STRISCIA VINCENTE CHIUSA? – Riassumiamo allora quello che abbiamo sui due piatti della bilancia. Rafa ha giocato per “Team Spagna”. Ha indossato la classica maglietta rossa, tuttavia priva della scritta España – scritta assente (addirittura cancellata, in un caso) da qualsiasi capo di abbigliamento in questi dieci giorni. In quanto primo singolarista, Nadal, non la federazione, ha scelto il capitano. Due regole ATP parlano di Paese rappresentato. Secondo la RFET, in Australia non erano rappresentate le nazioni. Il fenomeno di Manacor aveva perso una sola volta sedici anni fa e qui ha subito due sconfitte in tre giorni: è un indizio che non stesse giocando per la Spagna o, semplicemente, non aveva mai affrontato sul duro due avversari con una classifica così alta?

Infine, al di là di preferenze e antipatie personali, possiamo immaginare buona parte del pubblico tifare per i propri connazionali come in Coppa Davis. Forse, oltre le regole e la forma, è proprio la percezione degli appassionati unita a quella dei giocatori a definire l’evento e siamo pronti a scommettere che, in cuor suo, Rafa non abbia pensato nemmeno per un attimo di non essere in campo per la sua nazione durante la prima edizione di questa ATP Cup.
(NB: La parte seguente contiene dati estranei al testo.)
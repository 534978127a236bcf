//! CASHOUT ORACLE: crash-round safe cashout predictor
//!
//! Entry point. Initialises structured logging, loads configuration,
//! restores the engine snapshot from disk (or starts fresh), and pumps
//! the round feed through the settlement engine until the feed ends or
//! Ctrl+C is pressed. The snapshot is saved on the way out.

use anyhow::{Context, Result};
use std::sync::Arc;
use tracing::{error, info};

use cashout_oracle::config::{self, FeedConfig, FeedKind};
use cashout_oracle::dashboard::{self, routes::DashboardState};
use cashout_oracle::engine::RoundSettlementEngine;
use cashout_oracle::feed::{self, replay::ReplayFeed, websocket::WebSocketFeed, FeedSource};
use cashout_oracle::storage;

const BANNER: &str = r#"
  ____           _                 _
 / ___|__ _ ___| |__   ___  _   _| |_
| |   / _` / __| '_ \ / _ \| | | | __|
| |__| (_| \__ \ | | | (_) | |_| | |_
 \____\__,_|___/_| |_|\___/ \__,_|\__|

  Cashout Oracle v0.1.0 | safe cashout predictor
"#;

#[tokio::main]
async fn main() -> Result<()> {
    // Load .env file if present (non-fatal if missing)
    let _ = dotenv::dotenv();

    // Initialise structured logging (before config load)
    init_logging();

    // Load configuration from TOML
    let cfg = config::AppConfig::load("config.toml")?;

    println!("{BANNER}");
    info!(
        start_balance = %cfg.engine.start_balance,
        mode = %cfg.settings.mode,
        strategy = %cfg.settings.stake_strategy,
        feed = ?cfg.feed.source,
        "Cashout Oracle starting up"
    );

    // -- Restore or create the engine ------------------------------------

    let state_file = cfg.engine.state_file.as_deref();
    let mut engine = match storage::load_snapshot(state_file)? {
        Some(snapshot) => {
            info!(
                balance = %snapshot.ledger.balance,
                wins = snapshot.ledger.wins,
                losses = snapshot.ledger.losses,
                "Resumed from saved snapshot"
            );
            RoundSettlementEngine::restore(snapshot)
        }
        None => {
            info!(balance = %cfg.engine.start_balance, "Fresh start");
            RoundSettlementEngine::new(cfg.settings.clone(), cfg.engine.start_balance)
        }
    };

    // -- Dashboard -------------------------------------------------------

    let dashboard_state = if cfg.dashboard.enabled {
        let state = Arc::new(DashboardState::new(&engine, cfg.signal.clone()));
        dashboard::spawn_dashboard(state.clone(), cfg.dashboard.port).await?;
        Some(state)
    } else {
        None
    };

    // -- Main loop -------------------------------------------------------

    let mut source = open_feed(&cfg.feed).await?;

    let shutdown = tokio::signal::ctrl_c();
    tokio::pin!(shutdown);

    info!("Entering main loop. Press Ctrl+C to stop.");

    tokio::select! {
        result = feed::pump(source.as_mut(), &mut engine, dashboard_state.as_deref()) => {
            match result {
                Ok(stats) => info!(
                    settled = stats.settled,
                    dropped = stats.dropped,
                    rejected = stats.rejected,
                    "Feed finished"
                ),
                Err(e) => error!(error = %e, "Feed failed"),
            }
        }
        _ = &mut shutdown => {
            info!("Shutdown signal received");
        }
    }

    // -- Shutdown --------------------------------------------------------

    if let Err(e) = storage::save_snapshot(&engine.snapshot(), state_file) {
        error!(error = %e, "Failed to save snapshot on shutdown");
    }
    info!(ledger = %engine.ledger(), "Cashout Oracle stopped");

    Ok(())
}

/// Open the configured feed. `CASHOUT_FEED_URL` overrides the socket URL.
async fn open_feed(cfg: &FeedConfig) -> Result<Box<dyn FeedSource>> {
    match cfg.source {
        FeedKind::Websocket => {
            let url = std::env::var("CASHOUT_FEED_URL")
                .ok()
                .or_else(|| cfg.url.clone())
                .context("feed.url (or CASHOUT_FEED_URL) is required for the websocket source")?;
            Ok(Box::new(WebSocketFeed::connect(&url).await?))
        }
        FeedKind::Replay => {
            let path = cfg
                .replay_path
                .as_deref()
                .context("feed.replay_path is required for the replay source")?;
            info!(path, interval_ms = cfg.replay_interval_ms, "Replaying recorded feed");
            Ok(Box::new(ReplayFeed::open(path, cfg.replay_interval_ms).await?))
        }
    }
}

/// Initialise the tracing subscriber.
///
/// Uses JSON format when `CASHOUT_LOG_JSON` is set, human-readable
/// otherwise. `RUST_LOG` overrides the default `cashout_oracle=info` filter.
fn init_logging() {
    use tracing_subscriber::{fmt, EnvFilter};

    let env_filter = EnvFilter::try_from_default_env()
        .unwrap_or_else(|_| EnvFilter::new("cashout_oracle=info"));

    let json_logging = std::env::var("CASHOUT_LOG_JSON").is_ok();

    if json_logging {
        fmt()
            .json()
            .with_env_filter(env_filter)
            .with_target(true)
            .with_thread_ids(true)
            .init();
    } else {
        fmt()
            .with_env_filter(env_filter)
            .with_target(true)
            .init();
    }
}
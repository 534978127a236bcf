//! Risk guard.
//!
//! Gates every wager behind the session loss cap, the consecutive-loss
//! cooldown and the auto-skip confidence floor. The guard is a small state
//! machine: `Active` or `Cooldown(n)`, advanced once per settled round.

use rust_decimal::prelude::*;
use rust_decimal::Decimal;
use serde::{Deserialize, Serialize};
use std::fmt;
use tracing::{info, warn};

use crate::config::EngineSettings;
use crate::strategy::predictor::MIN_TARGET;
use crate::types::LedgerState;

// ---------------------------------------------------------------------------
// Configuration
// ---------------------------------------------------------------------------

#[derive(Debug, Clone, PartialEq)]
pub struct RiskLimits {
    /// Session loss cap in percent of the start balance. 0 disables.
    pub loss_cap_pct: f64,
    pub cooldown_after: u32,
    pub cooldown_len: u32,
    pub auto_skip: bool,
    pub auto_skip_threshold: f64,
}

impl Default for RiskLimits {
    fn default() -> Self {
        Self::from(&EngineSettings::default())
    }
}

impl From<&EngineSettings> for RiskLimits {
    fn from(settings: &EngineSettings) -> Self {
        Self {
            loss_cap_pct: settings.loss_cap_pct,
            cooldown_after: settings.cooldown_after,
            cooldown_len: settings.cooldown_len,
            auto_skip: settings.auto_skip,
            auto_skip_threshold: settings.auto_skip_threshold,
        }
    }
}

// ---------------------------------------------------------------------------
// State
// ---------------------------------------------------------------------------

#[derive(Debug, Clone, Copy, Default, PartialEq, Eq, Serialize, Deserialize)]
pub struct RiskState {
    pub cooldown_remaining: u32,
    /// Consecutive wagered losses. Skipped rounds neither extend nor break it.
    pub loss_streak: u32,
}

#[derive(Debug, Clone, Copy, PartialEq, Eq, Serialize, Deserialize)]
#[serde(tag = "phase", content = "rounds", rename_all = "lowercase")]
pub enum GuardPhase {
    Active,
    Cooldown(u32),
}

impl RiskState {
    pub fn phase(&self) -> GuardPhase {
        if self.cooldown_remaining > 0 {
            GuardPhase::Cooldown(self.cooldown_remaining)
        } else {
            GuardPhase::Active
        }
    }
}

/// How a settled round touched the bankroll.
#[derive(Debug, Clone, Copy, PartialEq, Eq)]
pub enum WagerOutcome {
    /// No stake was placed (gated, or a neutral round).
    Skipped,
    Won,
    Lost,
}

/// A stake the engine would like to place.
#[derive(Debug, Clone, Copy, PartialEq)]
pub struct WagerProposal {
    pub target: f64,
    pub confidence: f64,
    pub eff_risk: f64,
    pub amount: Decimal,
}

/// Why a round was not wagered.
#[derive(Debug, Clone, PartialEq)]
pub enum SkipReason {
    TargetTooLow { target: f64 },
    LossCap { session_loss: Decimal, max_loss: Decimal },
    Cooldown { remaining: u32 },
    ZeroRisk,
    NoBalance,
    LowConfidence { confidence: f64, threshold: f64 },
}

impl fmt::Display for SkipReason {
    fn fmt(&self, f: &mut fmt::Formatter<'_>) -> fmt::Result {
        match self {
            SkipReason::TargetTooLow { target } => write!(f, "target {target:.2}x below minimum"),
            SkipReason::LossCap {
                session_loss,
                max_loss,
            } => write!(f, "session loss {session_loss:.2} reached cap {max_loss:.2}"),
            SkipReason::Cooldown { remaining } => write!(f, "cooldown ({remaining} rounds left)"),
            SkipReason::ZeroRisk => write!(f, "zero effective risk"),
            SkipReason::NoBalance => write!(f, "no balance to stake"),
            SkipReason::LowConfidence {
                confidence,
                threshold,
            } => write!(
                f,
                "confidence {:.0}% below auto-skip threshold {:.0}%",
                confidence * 100.0,
                threshold * 100.0
            ),
        }
    }
}

// ---------------------------------------------------------------------------
// Guard
// ---------------------------------------------------------------------------

pub struct RiskGuard {
    limits: RiskLimits,
}

impl RiskGuard {
    pub fn new(limits: RiskLimits) -> Self {
        Self { limits }
    }

    pub fn limits(&self) -> &RiskLimits {
        &self.limits
    }

    /// Maximum session loss allowed, or zero when the cap is disabled.
    pub fn max_loss(&self, ledger: &LedgerState) -> Decimal {
        let pct = Decimal::from_f64(self.limits.loss_cap_pct.max(0.0)).unwrap_or(Decimal::ZERO);
        ledger.start_balance * pct / Decimal::ONE_HUNDRED
    }

    pub fn cap_hit(&self, ledger: &LedgerState) -> bool {
        let max_loss = self.max_loss(ledger);
        max_loss > Decimal::ZERO && ledger.session_loss() >= max_loss
    }

    /// Decide whether `proposal` may be wagered against the current ledger.
    pub fn gate(
        &self,
        state: &RiskState,
        proposal: &WagerProposal,
        ledger: &LedgerState,
    ) -> Result<(), SkipReason> {
        if proposal.target.is_nan() || proposal.target < MIN_TARGET {
            return Err(SkipReason::TargetTooLow {
                target: proposal.target,
            });
        }
        if self.cap_hit(ledger) {
            return Err(SkipReason::LossCap {
                session_loss: ledger.session_loss(),
                max_loss: self.max_loss(ledger),
            });
        }
        if state.cooldown_remaining > 0 {
            return Err(SkipReason::Cooldown {
                remaining: state.cooldown_remaining,
            });
        }
        if proposal.eff_risk <= 0.0 {
            return Err(SkipReason::ZeroRisk);
        }
        if proposal.amount <= Decimal::ZERO {
            return Err(SkipReason::NoBalance);
        }
        if self.limits.auto_skip && proposal.confidence < self.limits.auto_skip_threshold {
            return Err(SkipReason::LowConfidence {
                confidence: proposal.confidence,
                threshold: self.limits.auto_skip_threshold,
            });
        }
        Ok(())
    }

    /// Advance the guard after a round settled. `ledger` is post-settlement.
    pub fn advance(&self, state: &mut RiskState, outcome: WagerOutcome, ledger: &LedgerState) {
        match outcome {
            WagerOutcome::Lost => state.loss_streak += 1,
            WagerOutcome::Won => state.loss_streak = 0,
            WagerOutcome::Skipped => {}
        }

        let streak_limit = self.limits.cooldown_after.max(1);
        if self.cap_hit(ledger) {
            if state.cooldown_remaining < self.limits.cooldown_len {
                warn!(
                    session_loss = %ledger.session_loss(),
                    max_loss = %self.max_loss(ledger),
                    "Loss cap reached, wagering halted"
                );
            }
            state.cooldown_remaining = state.cooldown_remaining.max(self.limits.cooldown_len);
        } else if outcome == WagerOutcome::Lost && state.loss_streak >= streak_limit {
            info!(
                streak = state.loss_streak,
                rounds = self.limits.cooldown_len,
                "Loss streak, entering cooldown"
            );
            state.cooldown_remaining = state.cooldown_remaining.max(self.limits.cooldown_len);
            // A fresh streak is needed to trigger again.
            state.loss_streak = 0;
        } else {
            state.cooldown_remaining = state.cooldown_remaining.saturating_sub(1);
        }
    }
}

// ---------------------------------------------------------------------------
// Tests
// ---------------------------------------------------------------------------
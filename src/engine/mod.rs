//! Core engine: the bounded round history and the settlement loop that
//! turns each completed round into a prediction, a wager and a ledger update.

pub mod history;
pub mod settlement;

pub use history::{RoundHistory, HISTORY_CAPACITY};
pub use settlement::{DailyBaseline, EngineSnapshot, RoundSettlementEngine};
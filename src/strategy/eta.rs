//! Next high-multiplier ETA.
//!
//! Estimates when the next ≥10x round will land from the spacing of past
//! ones: an EWMA over recent inter-arrival gaps, clamped to a sane window.

use chrono::{DateTime, Duration, Utc};

use crate::types::{HighEta, PredictionRecord};

/// Minimum multiplier that counts as a high event.
pub const HIGH_THRESHOLD: f64 = 10.0;

/// Gaps this long are treated as feed outages rather than signal.
const MAX_SIGNAL_GAP_MS: i64 = 6 * 60 * 60 * 1000;
const MAX_GAPS: usize = 12;
const EWMA_ALPHA: f64 = 0.35;
const MIN_GAP_MS: f64 = 3.0 * 60.0 * 1000.0;
const MAX_GAP_MS: f64 = 120.0 * 60.0 * 1000.0;

/// Estimate the next high event from `history` (any order).
///
/// Returns `None` with fewer than two high events or no usable gaps.
pub fn estimate(history: &[PredictionRecord]) -> Option<HighEta> {
    let mut times: Vec<DateTime<Utc>> = history
        .iter()
        .filter(|r| r.final_value >= HIGH_THRESHOLD)
        .map(|r| r.time)
        .collect();
    if times.len() < 2 {
        return None;
    }
    times.sort();

    let gaps: Vec<i64> = times
        .windows(2)
        .map(|w| (w[1] - w[0]).num_milliseconds())
        .filter(|d| *d > 0 && *d < MAX_SIGNAL_GAP_MS)
        .collect();
    let recent = &gaps[gaps.len().saturating_sub(MAX_GAPS)..];
    let (first, rest) = recent.split_first()?;

    let ewma = rest
        .iter()
        .fold(*first as f64, |acc, gap| EWMA_ALPHA * *gap as f64 + (1.0 - EWMA_ALPHA) * acc);
    let avg_gap_ms = ewma.clamp(MIN_GAP_MS, MAX_GAP_MS).round() as i64;

    let last_at = *times.last()?;
    Some(HighEta {
        predicted_at: last_at + Duration::milliseconds(avg_gap_ms),
        avg_gap_ms,
        last_at,
    })
}

/// The most recent high events, newest first.
pub fn recent_highs(history: &[PredictionRecord], limit: usize) -> Vec<&PredictionRecord> {
    let mut highs: Vec<&PredictionRecord> = history
        .iter()
        .filter(|r| r.final_value >= HIGH_THRESHOLD)
        .collect();
    highs.sort_by(|a, b| b.time.cmp(&a.time));
    highs.truncate(limit);
    highs
}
Se è così, si chiude anche la sua incredibile striscia di vittorie in singolare “con la squadra spagnola”, ma non deve essere causa di sconforto per i suoi tifosi – né per chi ama i grandi numeri dei campioni in genere – che devono anzi cogliere l’opportunità di assaporare qualcosa di concreto perché ormai definito. Resta invece aperta la striscia in Coppa Davis. O si è chiusa – in quel caso nel migliore dei modi – con l’ultima vittoria prima dell’avvento della Kosmos Kup?